To observe reference intervals surrounding established DNAm biomarkers, we focused on 2 loci harbouring well-established DNAm biomarkers for tobacco smoking: cg055759217, 8 within the aryl-hydrocarbon receptor repressor (AHRR) gene and cg036361837, 8 within the thrombin receptor-like 3 (F2RL3) gene.

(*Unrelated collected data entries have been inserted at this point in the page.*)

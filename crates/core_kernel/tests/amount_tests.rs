//! Tests for amount parsing and display

use core_kernel::amount::{format_amount, parse_lenient, parse_non_negative, parse_strict, AmountError};
use core_kernel::Currency;
use rust_decimal::Decimal;
use rust_decimal_macros::dec;

mod parsing {
    use super::*;

    #[test]
    fn test_decimal_point_and_comma_agree() {
        assert_eq!(parse_strict("1234.56").unwrap(), parse_strict("1234,56").unwrap());
    }

    #[test]
    fn test_negative_values_parse() {
        assert_eq!(parse_strict("-12.5").unwrap(), dec!(-12.5));
    }

    #[test]
    fn test_lenient_blank_is_zero() {
        assert_eq!(parse_lenient("   "), Decimal::ZERO);
    }

    #[test]
    fn test_lenient_garbage_is_zero() {
        assert_eq!(parse_lenient("twelve"), Decimal::ZERO);
        assert_eq!(parse_lenient("€12"), Decimal::ZERO);
    }

    #[test]
    fn test_lenient_keeps_leading_number() {
        assert_eq!(parse_lenient("1.2.3"), dec!(1.2));
        assert_eq!(parse_lenient("850 paid"), dec!(850));
    }

    #[test]
    fn test_non_negative_reads_leading_number() {
        assert_eq!(parse_non_negative("40abc").unwrap(), dec!(40));
        assert!(matches!(parse_non_negative("-3 late"), Err(AmountError::Negative(_))));
    }

    #[test]
    fn test_non_negative_rejects_negative() {
        assert!(matches!(parse_non_negative("-0.01"), Err(AmountError::Negative(_))));
    }

    #[test]
    fn test_non_negative_accepts_negative_zero() {
        assert_eq!(parse_non_negative("-0").unwrap(), Decimal::ZERO);
    }

    #[test]
    fn test_non_negative_garbage_is_zero() {
        assert_eq!(parse_non_negative("abc").unwrap(), Decimal::ZERO);
    }
}

mod display {
    use super::*;

    #[test]
    fn test_two_places() {
        assert_eq!(format_amount(dec!(800)), "800.00");
        assert_eq!(format_amount(dec!(0.5)), "0.50");
    }

    #[test]
    fn test_rounds_extra_places() {
        assert_eq!(format_amount(dec!(10.005)), "10.00");
        assert_eq!(format_amount(dec!(10.015)), "10.02");
    }

    #[test]
    fn test_currency_code_and_symbol() {
        assert_eq!(Currency::EUR.code(), "EUR");
        assert_eq!(Currency::EUR.symbol(), "€");
        assert_eq!(Currency::default(), Currency::EUR);
        assert_eq!(Currency::USD.to_string(), "USD");
    }
}
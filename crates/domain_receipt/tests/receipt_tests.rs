//! Tests for domain_receipt
//!
//! Covers ledger construction, balance propagation across months and lines,
//! payment-line editing, the controller and the receipt store.

use std::sync::Arc;

use proptest::prelude::*;
use rust_decimal::Decimal;
use rust_decimal_macros::dec;

use core_kernel::{PortError, RentalId};
use domain_rental::LatestEffectivePrice;
use domain_receipt::{
    add_payment_line, apply_edit, build_ledger, delete_payment_line, recalculate, Balance,
    EditOutcome, InMemoryReceiptStore, LedgerController, LedgerEdit, MonthRow, Receipt,
    ReceiptError, ReceiptStorePort,
};
use test_utils::{
    amount_strategy, assert_balance, assert_ledger_consistent, assert_months_unchanged_before,
    edit_sequence_strategy, month_index_strategy, negative_amount_strategy, start_month_strategy,
    LabelFixtures, RecordingNotifier, TermsFixtures, TestLedgerBuilder, TestRentalBuilder,
};

fn controller_for(notifier: Arc<RecordingNotifier>) -> LedgerController {
    LedgerController::open(
        RentalId::new(),
        &TermsFixtures::january_2024(),
        2024,
        &LatestEffectivePrice,
        notifier,
        Arc::new(LabelFixtures::translator()),
    )
    .unwrap()
}

// ============================================================================
// Builder Tests
// ============================================================================

mod builder_tests {
    use super::*;

    #[test]
    fn test_june_lease_flags_months_after_start() {
        let ledger = build_ledger(
            RentalId::new(),
            &TermsFixtures::june_2024(),
            &LabelFixtures::english(),
            2024,
            &LatestEffectivePrice,
        )
        .unwrap();

        for month in ledger.months() {
            assert_eq!(month.is_after_rent_period, month.month > 6, "month {}", month.month);
            assert_eq!(month.is_rent_changed, month.month == 6, "month {}", month.month);
            assert_eq!(month.rent, dec!(800));
            assert_eq!(month.charges, dec!(50));
        }
    }

    #[test]
    fn test_june_lease_display_hides_prices_after_start() {
        let ledger = TestLedgerBuilder::new(TermsFixtures::june_2024()).build();
        let rows = MonthRow::from_ledger(&ledger);

        for row in &rows[..6] {
            assert_eq!(row.rent, "800.00");
            assert_eq!(row.charges, "50.00");
        }
        for row in &rows[6..] {
            assert_eq!(row.rent, "0.00");
            assert_eq!(row.charges, "0.00");
        }
        assert_eq!(rows[0].label, "January");
    }

    #[test]
    fn test_rent_increase_applies_from_effective_month() {
        let ledger = TestLedgerBuilder::new(TermsFixtures::with_rent_increase()).build();
        assert_eq!(ledger.months()[7].rent, dec!(800));
        assert_eq!(ledger.months()[8].rent, dec!(850));
        assert_eq!(ledger.months()[11].first_line().total, dec!(900));
    }

    #[test]
    fn test_fresh_ledger_is_consistent() {
        let ledger = TestLedgerBuilder::new(TermsFixtures::june_2024()).build();
        assert_ledger_consistent(&ledger);
        assert_eq!(ledger.closing_balance(), Balance::Unset);
    }

    #[test]
    fn test_ledger_from_rental_record() {
        let rental = TestRentalBuilder::new()
            .starting(2024, 3)
            .ending("28/02/2025")
            .with_rent(dec!(640))
            .with_charges(dec!(35))
            .build();

        let ledger = build_ledger(rental.id, rental.terms(), &LabelFixtures::english(), 2024, &LatestEffectivePrice).unwrap();

        assert_eq!(ledger.rental_id, rental.id);
        assert!(ledger.months()[2].is_rent_changed);
        assert_eq!(ledger.months()[0].first_line().total, dec!(675));
    }

    #[test]
    fn test_ledger_for_later_year_uses_current_price() {
        let ledger = TestLedgerBuilder::new(TermsFixtures::with_rent_increase())
            .for_year(2025)
            .build();
        assert_eq!(ledger.year, 2025);
        assert_eq!(ledger.months()[0].rent, dec!(850));
    }
}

These two biomarkers are evidently demethylated in current smokers when compared with never smokers.7, 8 A prospective study reported that they were associated with lung cancer risk even after adjustment for smoking status,17 implying that epigenetic regulation at these sites may mediate the causal relationship between tobacco smoking and lung cancer. In our DNAm profiles, the associations between the DNAm biomarkers and smoking status were cell type-specific. The associations were significant in monocytes but not in CD4+ T cells (Supplementary Table 9). Accordingly, we focused on monocytes for subsequent analyses.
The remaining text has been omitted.